By using the Services, you agree to receive certain communications in connection with the Services. The communications between you and us use electronic means, whether you use the Services or send us emails, or whether we posts notices on the Services or communicates with you via email. For contractual purposes, you (i) consent to receive communications from us in an electronic form; and (ii) agree that all terms and conditions, agreements, notices, disclosures, and other communications that we provides to you electronically satisfy any legal requirement that such communications would satisfy if it were to be a hardcopy in writing. The foregoing does not affect your non waivable rights.

13. Prohibited user content

13.1. You agree that you will not under any circumstances transmit any User Content (including software, text, images, or other information) that:

(a) is unlawful and/or promotes unlawful activities;

(b) defames, harasses, abuses, threatens, or incites violence towards any individual or group;

(c) is pornographic, discriminatory and/or otherwise victimizes and/or intimidates an individual and/or group on the basis of religion, gender, sexual orientation, race, ethnicity, age and/or disability;

(d) is spam, is machine- or randomly-generated, constitutes unauthorized or unsolicited advertising, chain letters, any other form of unauthorized solicitation and/or any form of lottery and/or gambling;

(e) contains and/or installs any viruses, worms, malware, Trojan horses and/or other content that is designed or intended to disrupt, damage and/or limit the functioning of any software, hardware, and/or telecommunications equipment and/or to damage and/or obtain unauthorized access to any data and/or other information of any third party;

(f) infringes on any proprietary right of any party, including patent, trademark, trade secret, copyright, right of publicity and/or other rights;

(g) impersonates any person or entity, including any of our employees or representatives; and/or

(h) violates the privacy of any third party

14. Review of user content by Us

14.1. Enforcement.

We cannot and does not undertake to screen, review, edit, censor and/or otherwise filter and/or control User Content and/or the behavior of users of User Content and/or the Services. We may, but shall not be obliged to, review, either by manual and/or automated means, all User Content which is and/or may be uploaded on this Services, and monitor and/or review any areas of this Services where users transmit and/or post communications or communicate with each other or us (as applicable). We reserve the right (but have no obligation) to review any User Content, and to investigate and/or take appropriate action against you in our sole discretion if you violate the Terms and/or otherwise create liability for us or any other person. Such action may include without limitation removing and/or modifying your User Content, terminating your Account, and/or reporting you to law enforcement authorities.

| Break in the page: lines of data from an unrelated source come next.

//! Stateless access-control policy predicates.
//!
//! Each predicate answers one authorization question from already-loaded
//! facts, so handlers decide access before touching the store and tests can
//! exercise every rule without a database.

use thiserror::Error;

/// Authorization failures, one variant per rule.
#[derive(Debug, Error, PartialEq, Eq)]
pub enum PolicyError {
    #[error("Access denied")]
    NotOwner,

    #[error("Access denied")]
    NotTeamMember,

    #[error("Admin access required")]
    AdminRequired,

    #[error("Only the assigned user or admin can update status")]
    NotAssignee,

    #[error("Only the responsible user or admin can update status")]
    NotResponsible,
}

/// A private resource is visible only to the user who owns it.
pub fn ensure_owner(actor_id: i32, owner_user_id: i32) -> Result<(), PolicyError> {
    if actor_id == owner_user_id {
        Ok(())
    } else {
        Err(PolicyError::NotOwner)
    }
}

/// Team resources require membership in that exact team. A user without a
/// team is a member of nothing.
pub fn ensure_team_member(
    actor_team_id: Option<i32>,
    resource_team_id: i32,
) -> Result<(), PolicyError> {
    match actor_team_id {
        Some(team_id) if team_id == resource_team_id => Ok(()),
        _ => Err(PolicyError::NotTeamMember),
    }
}

/// Mutating team tasks and sub-tasks is an admin-only operation.
pub fn ensure_admin(is_admin: bool) -> Result<(), PolicyError> {
    if is_admin {
        Ok(())
    } else {
        Err(PolicyError::AdminRequired)
    }
}

/// Task status may be changed by an admin or by the assigned user. An
/// unassigned task is admin-only.
pub fn ensure_assignee_or_admin(
    is_admin: bool,
    actor_id: i32,
    assigned_user_id: Option<i32>,
) -> Result<(), PolicyError> {
    if is_admin {
        return Ok(());
    }
    match assigned_user_id {
        Some(user_id) if user_id == actor_id => Ok(()),
        _ => Err(PolicyError::NotAssignee),
    }
}

/// Sub-task status may be changed by an admin or by the responsible user.
/// A sub-task with nobody responsible is admin-only.
pub fn ensure_responsible_or_admin(
    is_admin: bool,
    actor_id: i32,
    responsible_user_id: Option<i32>,
) -> Result<(), PolicyError> {
    if is_admin {
        return Ok(());
    }
    match responsible_user_id {
        Some(user_id) if user_id == actor_id => Ok(()),
        _ => Err(PolicyError::NotResponsible),
    }
}

#[cfg(test)]
mod tests {
    use super::*;

    #[test]
    fn test_owner_can_access_own_resource() {
        assert!(ensure_owner(1, 1).is_ok());
    }

    #[test]
    fn test_non_owner_denied() {
        assert_eq!(ensure_owner(1, 2), Err(PolicyError::NotOwner));
        assert_eq!(ensure_owner(2, 1), Err(PolicyError::NotOwner));
    }

    #[test]
    fn test_team_member_allowed() {
        assert!(ensure_team_member(Some(3), 3).is_ok());
    }

    #[test]
    fn test_other_team_denied() {
        assert_eq!(
            ensure_team_member(Some(3), 4),
            Err(PolicyError::NotTeamMember)
        );
    }

    #[test]
    fn test_teamless_user_denied() {
        assert_eq!(ensure_team_member(None, 3), Err(PolicyError::NotTeamMember));
    }

    #[test]
    fn test_admin_required() {
        assert!(ensure_admin(true).is_ok());
        assert_eq!(ensure_admin(false), Err(PolicyError::AdminRequired));
    }

    #[test]
    fn test_assignee_can_update_status() {
        assert!(ensure_assignee_or_admin(false, 5, Some(5)).is_ok());
    }

    #[test]
    fn test_admin_can_update_any_status() {
        assert!(ensure_assignee_or_admin(true, 5, Some(9)).is_ok());
        assert!(ensure_assignee_or_admin(true, 5, None).is_ok());
    }

    #[test]
    fn test_non_assignee_denied() {
        assert_eq!(
            ensure_assignee_or_admin(false, 5, Some(9)),
            Err(PolicyError::NotAssignee)
        );
    }

    #[test]
    fn test_unassigned_task_rejects_non_admin() {
        assert_eq!(
            ensure_assignee_or_admin(false, 5, None),
            Err(PolicyError::NotAssignee)
        );
    }

    #[test]
    fn test_responsible_user_can_update_status() {
        assert!(ensure_responsible_or_admin(false, 7, Some(7)).is_ok());
        assert!(ensure_responsible_or_admin(true, 7, Some(2)).is_ok());
    }

    #[test]
    fn test_unrelated_user_denied_sub_task_status() {
        assert_eq!(
            ensure_responsible_or_admin(false, 7, Some(2)),
            Err(PolicyError::NotResponsible)
        );
        assert_eq!(
            ensure_responsible_or_admin(false, 7, None),
            Err(PolicyError::NotResponsible)
        );
    }

    #[test]
    fn test_error_messages() {
        assert_eq!(PolicyError::NotOwner.to_string(), "Access denied");
        assert_eq!(PolicyError::NotTeamMember.to_string(), "Access denied");
        assert_eq!(PolicyError::AdminRequired.to_string(), "Admin access required");
    }
}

14.2. User Content Liability.

We shall not be liable for any loss, deletion, removal and/or failure of delivery to the intended recipient of User Content, whether caused by computer virus, unauthorized access and/or otherwise. You are encouraged to retain a back-up copy of all User Content and you undertake that you shall do so in respect of all uploaded User Content. We reserves the right to deny access to this site and delete User Content at any time without notice.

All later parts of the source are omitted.